Ahora bien, la presentación de bibliotecas como fórmula de publicitar el vigor intelectual no fue una práctica exclusiva de América Latina. Dentro de algunos pabellones estadounidenses, las muestras formadas por intelectuales afroamericanos jugaron un papel similar. Así, en la misma exposición de París en la que Carlos Prince pretendió asombrar a los europeos con la literatura peruana, la colección « The Negro Exhibit » se encargó asimismo de atacar la mala publicidad que tenía la población afroamericana (Figure 5). De acuerdo a uno de sus organizadores, Thomas J. Calloway, era sabido que la opinión europea imaginaba a los negros estadounidenses como una masa de violadores, como una droga para la sociedad civilizada. Para Calloway, estas calumnias eran imposibles de enfrentar desde los Estados Unidos, pues los economistas y políticos europeos no se suscribían a sus periódicos, ni compraban sus libros ni escuchaban sus conferencias. La exposición abría, en esta medida, una oportunidad para presentar el desarrollo afroamericano14.

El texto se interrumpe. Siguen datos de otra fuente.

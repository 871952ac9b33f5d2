use quickcheck::{Arbitrary, Gen};
use serde_json::{Map, Number, Value};

/// A top-level JSON document: always an object or an array.
#[derive(Debug, Clone, PartialEq)]
pub(crate) struct Document(pub Value);

#[derive(Debug, Copy, Clone, PartialEq)]
struct JsonNumber(f64);

impl Arbitrary for JsonNumber {
    fn arbitrary(g: &mut Gen) -> Self {
        let mut value = f64::arbitrary(g);
        while !value.is_finite() {
            value = f64::arbitrary(g);
        }

        Self(value)
    }
}

fn number(g: &mut Gen) -> Value {
    if bool::arbitrary(g) {
        Value::from(i64::arbitrary(g))
    } else {
        Number::from_f64(JsonNumber::arbitrary(g).0).map_or(Value::Null, Value::Number)
    }
}

fn array(g: &mut Gen, depth: usize) -> Value {
    let len = usize::arbitrary(g) % 4;
    Value::Array((0..len).map(|_| gen_val(g, depth)).collect())
}

fn object(g: &mut Gen, depth: usize) -> Value {
    let len = usize::arbitrary(g) % 4;
    let mut map = Map::new();
    for _ in 0..len {
        map.insert(String::arbitrary(g), gen_val(g, depth));
    }
    Value::Object(map)
}

fn gen_val(g: &mut Gen, depth: usize) -> Value {
    let kinds = if depth == 0 { 4 } else { 6 };
    match usize::arbitrary(g) % kinds {
        0 => Value::Null,
        1 => Value::Bool(bool::arbitrary(g)),
        2 => number(g),
        3 => Value::String(String::arbitrary(g)),
        4 => array(g, depth - 1),
        _ => object(g, depth - 1),
    }
}

impl Arbitrary for Document {
    fn arbitrary(g: &mut Gen) -> Self {
        let depth = usize::arbitrary(g) % 3;
        if bool::arbitrary(g) {
            Self(array(g, depth))
        } else {
            Self(object(g, depth))
        }
    }
}
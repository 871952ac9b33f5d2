//! An event-driven JSON parser for unbounded streams.
//!
//! Input is consumed one byte at a time by a resumable state machine, so a
//! document may arrive in arbitrarily small pieces and many documents may
//! follow each other on one stream (newline-delimited feeds, concatenated
//! records). Each structural milestone is reported to a [`Listener`] as soon
//! as it is complete; [`ValueCollector`] is a listener that rebuilds whole
//! [`Value`]s and hands each top-level document to a callback.
//!
//! ```rust
//! let input = "{\"user\": \"ada\", \"tags\": [1, 2.5, true]}\n[null]";
//! let values = jsontap::collect(input.as_bytes(), jsontap::ParserOptions::default()).unwrap();
//! assert_eq!(values.len(), 2);
//! assert_eq!(values[0].get("user").and_then(jsontap::Value::as_str), Some("ada"));
//! ```

mod listener;
mod materialize;
mod parser;
mod value;

#[cfg(test)]
mod tests;

use std::io::BufRead;

pub use listener::{Event, EventRecorder, Listener, Scalar};
pub use materialize::{CollectorOptions, ValueCollector};
pub use parser::{
    ByteSource, Chunk, ErrorCategory, Literal, Number, ParseError, Parser, ParserOptions,
    Position, PushParser, ReaderSource, StopHandle, StreamError, SyntaxError,
};
pub use value::{Array, Map, Record, Value};

/// Parses every document in `reader` and returns them in stream order.
///
/// # Errors
///
/// A read failure, or the first grammar violation.
pub fn collect<R: BufRead>(reader: R, options: ParserOptions) -> Result<Vec<Value>, StreamError> {
    let mut values = Vec::new();
    for_each_value(reader, options, CollectorOptions::default(), |value| {
        values.push(value);
    })?;
    Ok(values)
}

/// Parses `reader`, calling `callback` with each document as soon as it is
/// complete. Returns the number of documents delivered.
///
/// # Errors
///
/// A read failure, or the first grammar violation. Documents completed
/// before the failure have already been delivered.
pub fn for_each_value<R, F>(
    reader: R,
    options: ParserOptions,
    collector_options: CollectorOptions,
    callback: F,
) -> Result<usize, StreamError>
where
    R: BufRead,
    F: FnMut(Value),
{
    let collector = ValueCollector::with_options(callback, collector_options);
    let mut parser = Parser::from_reader(reader, collector, options);
    parser.parse()?;
    Ok(parser.listener().delivered())
}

Respaldada por intelectuales como W. E. B. Du Bois, entonces profesor de la Universidad de Atlanta, y quien reunió más de 300 fotografías para la ocasión, « The Negro Exhibit » incluyó libros, periódicos (Colored Press), patentes, cuadros estadísticos y mapas sobre la distribución de la población negra en los Estados Unidos, y que elaborados en las universidades de Atlanta, Howard y Fisk buscaron documentar el progreso de esta comunidad. Premiada con una medalla de oro, la colección presentada por Du Bois fue el conjunto más alabado de la muestra, pues atacaba los estereotipos raciales europeos y de la propia población blanca estadounidense al evidenciar la diversidad de la población negra y documentar su activa presencia en la sociedad.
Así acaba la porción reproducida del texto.